Like most three year olds, Clare enjoyed writing songs about everyday objects, such as her mother's oft-mentioned vacuum-cleaner (the title of Bowditch's first ever recorded song). For Clare, childhood songs grew into young adults' songs, ones that began mapping an increasingly complicated set of interior preoccupations; all those big unanswerable questions that only make sense when you sing them (in your bedroom). It was a very private affair, and she kept her songs to herself, until one day, when they numbered in the hundreds, it occurred to her that she didn't know what to do with them.

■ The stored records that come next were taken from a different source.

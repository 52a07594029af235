//! Entry and enclosure models, plus the closed token sets used to list entries.

use std::fmt;
use std::str::FromStr;

use chrono::{DateTime, Utc};
use chrono_tz::Tz;

use super::feed::Feed;
use crate::FeedDeckError;

/// Read state of an entry.
#[derive(Debug, Clone, Copy, PartialEq, Eq, Default)]
pub enum EntryStatus {
    #[default]
    Unread,
    Read,
    Removed,
}

impl EntryStatus {
    /// All statuses, in display order.
    pub const ALL: [EntryStatus; 3] = [EntryStatus::Unread, EntryStatus::Read, EntryStatus::Removed];

    /// Database representation.
    pub fn as_str(&self) -> &'static str {
        match self {
            EntryStatus::Unread => "unread",
            EntryStatus::Read => "read",
            EntryStatus::Removed => "removed",
        }
    }
}

impl fmt::Display for EntryStatus {
    fn fmt(&self, f: &mut fmt::Formatter<'_>) -> fmt::Result {
        f.write_str(self.as_str())
    }
}

impl FromStr for EntryStatus {
    type Err = FeedDeckError;

    fn from_str(s: &str) -> Result<Self, Self::Err> {
        match s {
            "unread" => Ok(EntryStatus::Unread),
            "read" => Ok(EntryStatus::Read),
            "removed" => Ok(EntryStatus::Removed),
            _ => Err(FeedDeckError::Validation(format!("invalid entry status: {s}"))),
        }
    }
}

/// Column an entry listing can be ordered by.
#[derive(Debug, Clone, Copy, PartialEq, Eq)]
pub enum SortOrder {
    Id,
    PublishedAt,
    Status,
}

impl SortOrder {
    /// Column identifier, rendered quoted in `ORDER BY`.
    pub fn column(&self) -> &'static str {
        match self {
            SortOrder::Id => "id",
            SortOrder::PublishedAt => "published_at",
            SortOrder::Status => "status",
        }
    }
}

impl FromStr for SortOrder {
    type Err = FeedDeckError;

    fn from_str(s: &str) -> Result<Self, Self::Err> {
        match s {
            "id" => Ok(SortOrder::Id),
            "published_at" => Ok(SortOrder::PublishedAt),
            "status" => Ok(SortOrder::Status),
            _ => Err(FeedDeckError::Validation(format!("invalid sort order: {s}"))),
        }
    }
}

/// Sort direction.
#[derive(Debug, Clone, Copy, PartialEq, Eq)]
pub enum Direction {
    Asc,
    Desc,
}

impl Direction {
    /// SQL keyword.
    pub fn keyword(&self) -> &'static str {
        match self {
            Direction::Asc => "ASC",
            Direction::Desc => "DESC",
        }
    }
}

impl FromStr for Direction {
    type Err = FeedDeckError;

    /// Accepts `asc`/`desc` in any case.
    fn from_str(s: &str) -> Result<Self, Self::Err> {
        if s.eq_ignore_ascii_case("asc") {
            Ok(Direction::Asc)
        } else if s.eq_ignore_ascii_case("desc") {
            Ok(Direction::Desc)
        } else {
            Err(FeedDeckError::Validation(format!("invalid sort direction: {s}")))
        }
    }
}

/// Default ordering of entry listings.
pub const DEFAULT_SORTING_ORDER: SortOrder = SortOrder::PublishedAt;

/// Default direction of entry listings.
pub const DEFAULT_SORTING_DIRECTION: Direction = Direction::Desc;

/// A media attachment of an entry.
#[derive(Debug, Clone, PartialEq)]
pub struct Enclosure {
    pub id: i64,
    pub user_id: i64,
    pub entry_id: i64,
    pub url: String,
    pub mime_type: String,
    pub size: i64,
}

/// A feed item as stored for one user.
#[derive(Debug, Clone)]
pub struct Entry {
    pub id: i64,
    pub user_id: i64,
    pub feed_id: i64,
    /// Content hash used to detect novel items on refresh.
    pub hash: String,
    /// Publication date in the reading user's timezone.
    pub date: DateTime<Tz>,
    pub title: String,
    pub url: String,
    pub author: String,
    pub content: String,
    pub status: EntryStatus,
    pub feed: Feed,
    /// Only populated on single-entry reads.
    pub enclosures: Vec<Enclosure>,
}

/// Data for creating an entry during a refresh.
#[derive(Debug, Clone)]
pub struct NewEntry {
    pub user_id: i64,
    pub feed_id: i64,
    pub hash: String,
    pub published_at: DateTime<Utc>,
    pub title: String,
    pub url: String,
    pub author: String,
    pub content: String,
    pub status: EntryStatus,
    pub enclosures: Vec<NewEnclosure>,
}

impl NewEntry {
    /// Create a new unread entry.
    pub fn new(
        user_id: i64,
        feed_id: i64,
        hash: impl Into<String>,
        title: impl Into<String>,
        published_at: DateTime<Utc>,
    ) -> Self {
        Self {
            user_id,
            feed_id,
            hash: hash.into(),
            published_at,
            title: title.into(),
            url: String::new(),
            author: String::new(),
            content: String::new(),
            status: EntryStatus::Unread,
            enclosures: Vec::new(),
        }
    }

    /// Set the link to the original article.
    pub fn with_url(mut self, url: impl Into<String>) -> Self {
        self.url = url.into();
        self
    }

    /// Set the author.
    pub fn with_author(mut self, author: impl Into<String>) -> Self {
        self.author = author.into();
        self
    }

    /// Set the body.
    pub fn with_content(mut self, content: impl Into<String>) -> Self {
        self.content = content.into();
        self
    }

    /// Set the initial status.
    pub fn with_status(mut self, status: EntryStatus) -> Self {
        self.status = status;
        self
    }

    /// Attach an enclosure.
    pub fn with_enclosure(mut self, enclosure: NewEnclosure) -> Self {
        self.enclosures.push(enclosure);
        self
    }
}

/// Data for creating an enclosure.
#[derive(Debug, Clone, PartialEq)]
pub struct NewEnclosure {
    pub url: String,
    pub mime_type: String,
    pub size: i64,
}

impl NewEnclosure {
    pub fn new(url: impl Into<String>, mime_type: impl Into<String>, size: i64) -> Self {
        Self {
            url: url.into(),
            mime_type: mime_type.into(),
            size,
        }
    }
}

In stepped future band mate John Hedigan, the loudest drunk in the Chai tent at an Easter festival in 1998. He'd brought along a guitar, she took a risk and sang him a song, he said "Let's start a band", and one week later there they were recording demo's in the cluttered bedroom of Hedigans's housemate, Marty Brown. Squashed in to a corner behind a large mixing desk, an ancient reel-to-reel recorder, and a borrowed mic, Clare asked Marty why he had squandered his parent's inheritance to purchase ancient analogue recording equipment when the rest of the world had recently discovered Pro tools. "Sounds better", he said assuringly. (Clare fortunately believed him, and he's produced every one of her records since). They called their first band Red Raku, recorded two albums in two years, and then went on hiatus when John decided to become a music-therapist and Clare got an exchange scholarship to study Writing/Ethnomusicology in Canada.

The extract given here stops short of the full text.